▸ DATA FOR THIS TASK:

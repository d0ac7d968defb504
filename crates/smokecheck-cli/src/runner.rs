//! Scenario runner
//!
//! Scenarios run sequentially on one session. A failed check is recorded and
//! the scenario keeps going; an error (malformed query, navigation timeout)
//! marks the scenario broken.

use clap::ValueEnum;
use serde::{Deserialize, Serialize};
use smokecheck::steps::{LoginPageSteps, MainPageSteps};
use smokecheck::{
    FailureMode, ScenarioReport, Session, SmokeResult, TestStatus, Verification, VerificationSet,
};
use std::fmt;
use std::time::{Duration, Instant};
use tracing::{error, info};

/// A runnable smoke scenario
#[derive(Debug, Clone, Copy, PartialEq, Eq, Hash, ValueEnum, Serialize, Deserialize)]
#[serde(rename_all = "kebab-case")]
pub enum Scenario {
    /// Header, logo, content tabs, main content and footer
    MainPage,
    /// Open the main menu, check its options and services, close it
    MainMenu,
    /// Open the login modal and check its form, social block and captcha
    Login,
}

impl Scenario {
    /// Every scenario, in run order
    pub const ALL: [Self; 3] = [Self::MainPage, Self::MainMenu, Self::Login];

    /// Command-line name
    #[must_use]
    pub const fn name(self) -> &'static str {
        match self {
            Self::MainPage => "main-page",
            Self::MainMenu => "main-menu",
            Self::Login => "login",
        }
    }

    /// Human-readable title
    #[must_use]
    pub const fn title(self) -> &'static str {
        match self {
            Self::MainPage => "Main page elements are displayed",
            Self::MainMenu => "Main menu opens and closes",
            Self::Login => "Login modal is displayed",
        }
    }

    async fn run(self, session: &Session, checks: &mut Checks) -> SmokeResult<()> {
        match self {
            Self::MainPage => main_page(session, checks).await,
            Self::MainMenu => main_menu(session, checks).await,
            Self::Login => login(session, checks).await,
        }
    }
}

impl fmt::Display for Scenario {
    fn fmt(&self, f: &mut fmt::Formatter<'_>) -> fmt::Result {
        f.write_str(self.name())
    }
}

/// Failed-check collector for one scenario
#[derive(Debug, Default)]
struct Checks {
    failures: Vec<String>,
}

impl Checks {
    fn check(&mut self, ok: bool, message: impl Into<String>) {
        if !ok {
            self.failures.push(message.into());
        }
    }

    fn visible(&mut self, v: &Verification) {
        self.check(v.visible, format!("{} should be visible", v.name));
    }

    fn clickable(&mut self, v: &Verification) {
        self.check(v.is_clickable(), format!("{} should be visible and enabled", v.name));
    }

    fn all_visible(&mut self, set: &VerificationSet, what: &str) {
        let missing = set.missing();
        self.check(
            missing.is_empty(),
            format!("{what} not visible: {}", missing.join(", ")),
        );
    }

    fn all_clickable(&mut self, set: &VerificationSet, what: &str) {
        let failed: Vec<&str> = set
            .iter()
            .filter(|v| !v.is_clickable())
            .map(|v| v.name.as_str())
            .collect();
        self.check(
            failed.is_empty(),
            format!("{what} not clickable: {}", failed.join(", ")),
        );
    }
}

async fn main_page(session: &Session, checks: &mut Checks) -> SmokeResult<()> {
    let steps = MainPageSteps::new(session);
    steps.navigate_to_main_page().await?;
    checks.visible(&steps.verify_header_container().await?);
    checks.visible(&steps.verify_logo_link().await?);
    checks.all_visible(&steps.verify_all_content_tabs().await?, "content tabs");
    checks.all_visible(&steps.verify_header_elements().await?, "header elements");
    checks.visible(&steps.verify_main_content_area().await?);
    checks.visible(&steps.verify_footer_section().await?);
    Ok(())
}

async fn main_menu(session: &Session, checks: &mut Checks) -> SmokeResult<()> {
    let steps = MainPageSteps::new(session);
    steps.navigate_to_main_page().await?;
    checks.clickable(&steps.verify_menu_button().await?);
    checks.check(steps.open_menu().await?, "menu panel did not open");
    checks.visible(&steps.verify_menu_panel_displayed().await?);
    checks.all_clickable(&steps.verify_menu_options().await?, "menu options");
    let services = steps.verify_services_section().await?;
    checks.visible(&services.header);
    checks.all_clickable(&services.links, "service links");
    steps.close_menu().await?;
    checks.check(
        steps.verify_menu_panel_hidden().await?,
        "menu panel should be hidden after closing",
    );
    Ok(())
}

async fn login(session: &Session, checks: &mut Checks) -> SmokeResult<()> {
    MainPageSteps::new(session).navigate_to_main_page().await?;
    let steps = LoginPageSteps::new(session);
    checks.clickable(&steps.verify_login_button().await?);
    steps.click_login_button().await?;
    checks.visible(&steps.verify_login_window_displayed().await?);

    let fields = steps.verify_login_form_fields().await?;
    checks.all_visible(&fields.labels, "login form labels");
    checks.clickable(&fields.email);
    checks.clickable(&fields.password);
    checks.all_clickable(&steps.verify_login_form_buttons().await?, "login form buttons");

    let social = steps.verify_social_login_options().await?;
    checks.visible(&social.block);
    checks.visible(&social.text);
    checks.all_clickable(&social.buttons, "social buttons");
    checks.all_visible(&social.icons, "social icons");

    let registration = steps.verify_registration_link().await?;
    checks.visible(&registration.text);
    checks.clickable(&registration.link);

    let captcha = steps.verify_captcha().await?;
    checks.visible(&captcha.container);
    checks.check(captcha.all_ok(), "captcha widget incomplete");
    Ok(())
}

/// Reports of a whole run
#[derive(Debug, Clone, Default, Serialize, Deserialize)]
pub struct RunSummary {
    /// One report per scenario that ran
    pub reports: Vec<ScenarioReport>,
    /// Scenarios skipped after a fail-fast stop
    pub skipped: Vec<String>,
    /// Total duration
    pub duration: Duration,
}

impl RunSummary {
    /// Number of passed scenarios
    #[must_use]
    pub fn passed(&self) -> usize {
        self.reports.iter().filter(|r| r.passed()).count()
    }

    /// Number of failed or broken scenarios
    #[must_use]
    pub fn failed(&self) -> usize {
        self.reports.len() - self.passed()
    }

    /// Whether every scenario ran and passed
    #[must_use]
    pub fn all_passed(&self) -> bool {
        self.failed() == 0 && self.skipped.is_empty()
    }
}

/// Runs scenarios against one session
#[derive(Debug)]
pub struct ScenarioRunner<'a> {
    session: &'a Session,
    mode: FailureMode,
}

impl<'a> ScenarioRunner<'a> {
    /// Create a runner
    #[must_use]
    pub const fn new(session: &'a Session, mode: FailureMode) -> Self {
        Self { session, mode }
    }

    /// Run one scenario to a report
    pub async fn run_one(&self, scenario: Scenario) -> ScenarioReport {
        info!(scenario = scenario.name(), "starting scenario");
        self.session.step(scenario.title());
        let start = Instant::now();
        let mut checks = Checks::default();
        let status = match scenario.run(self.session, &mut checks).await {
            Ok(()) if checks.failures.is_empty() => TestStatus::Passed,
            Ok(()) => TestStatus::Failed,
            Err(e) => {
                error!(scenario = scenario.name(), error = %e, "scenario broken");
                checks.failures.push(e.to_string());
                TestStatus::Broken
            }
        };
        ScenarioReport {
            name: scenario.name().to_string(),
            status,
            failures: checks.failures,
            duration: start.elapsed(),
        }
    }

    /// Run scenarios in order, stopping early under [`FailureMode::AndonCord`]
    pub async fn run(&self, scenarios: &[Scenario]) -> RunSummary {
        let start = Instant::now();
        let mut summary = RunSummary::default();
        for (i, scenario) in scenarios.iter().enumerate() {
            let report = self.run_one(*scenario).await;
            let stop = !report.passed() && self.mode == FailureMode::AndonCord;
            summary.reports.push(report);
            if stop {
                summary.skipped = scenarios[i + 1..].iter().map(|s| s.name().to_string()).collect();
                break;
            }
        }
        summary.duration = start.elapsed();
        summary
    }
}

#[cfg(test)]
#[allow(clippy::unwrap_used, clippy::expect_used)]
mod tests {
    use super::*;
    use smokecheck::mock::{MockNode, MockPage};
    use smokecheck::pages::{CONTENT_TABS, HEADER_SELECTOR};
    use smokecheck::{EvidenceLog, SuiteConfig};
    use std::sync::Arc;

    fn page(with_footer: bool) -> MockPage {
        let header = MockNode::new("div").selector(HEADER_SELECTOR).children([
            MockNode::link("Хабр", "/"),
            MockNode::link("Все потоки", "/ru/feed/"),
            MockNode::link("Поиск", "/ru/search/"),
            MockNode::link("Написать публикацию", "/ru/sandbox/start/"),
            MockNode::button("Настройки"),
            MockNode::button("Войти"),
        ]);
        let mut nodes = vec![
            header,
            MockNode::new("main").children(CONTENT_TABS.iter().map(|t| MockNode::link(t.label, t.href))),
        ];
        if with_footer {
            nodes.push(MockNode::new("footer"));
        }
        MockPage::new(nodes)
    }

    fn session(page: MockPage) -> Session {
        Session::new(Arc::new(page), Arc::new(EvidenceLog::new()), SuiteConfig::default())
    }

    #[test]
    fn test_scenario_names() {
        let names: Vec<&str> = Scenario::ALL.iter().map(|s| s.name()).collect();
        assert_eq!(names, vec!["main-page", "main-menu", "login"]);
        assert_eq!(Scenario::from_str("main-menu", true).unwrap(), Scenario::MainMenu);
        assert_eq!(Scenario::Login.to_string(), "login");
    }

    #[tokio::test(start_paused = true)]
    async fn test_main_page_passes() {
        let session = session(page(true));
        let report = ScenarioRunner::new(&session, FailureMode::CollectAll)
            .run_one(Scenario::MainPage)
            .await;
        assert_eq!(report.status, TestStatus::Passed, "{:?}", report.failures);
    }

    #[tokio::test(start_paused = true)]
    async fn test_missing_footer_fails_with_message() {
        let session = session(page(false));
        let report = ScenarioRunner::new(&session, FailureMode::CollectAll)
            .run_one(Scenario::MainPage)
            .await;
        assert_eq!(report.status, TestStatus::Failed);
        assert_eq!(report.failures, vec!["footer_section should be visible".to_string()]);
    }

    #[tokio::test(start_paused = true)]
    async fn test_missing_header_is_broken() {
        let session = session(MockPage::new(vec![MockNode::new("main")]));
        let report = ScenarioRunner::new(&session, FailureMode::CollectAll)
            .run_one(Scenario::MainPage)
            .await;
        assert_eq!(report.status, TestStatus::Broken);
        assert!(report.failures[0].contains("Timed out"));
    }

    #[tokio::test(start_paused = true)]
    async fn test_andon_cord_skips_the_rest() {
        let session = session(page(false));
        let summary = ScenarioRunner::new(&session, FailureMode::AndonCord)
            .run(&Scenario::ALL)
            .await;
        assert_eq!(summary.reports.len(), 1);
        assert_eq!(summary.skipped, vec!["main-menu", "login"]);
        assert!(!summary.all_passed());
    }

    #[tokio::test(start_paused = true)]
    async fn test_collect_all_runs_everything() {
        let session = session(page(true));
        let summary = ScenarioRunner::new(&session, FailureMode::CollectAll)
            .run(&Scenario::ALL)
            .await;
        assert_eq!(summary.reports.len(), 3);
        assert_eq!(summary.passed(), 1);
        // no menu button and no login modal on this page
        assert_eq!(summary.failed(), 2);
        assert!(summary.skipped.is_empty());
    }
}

▸ PROBLEM TO SOLVE:
Number of lines above holding "order"? Give that number alone.

▸ TASK ANSWER:
2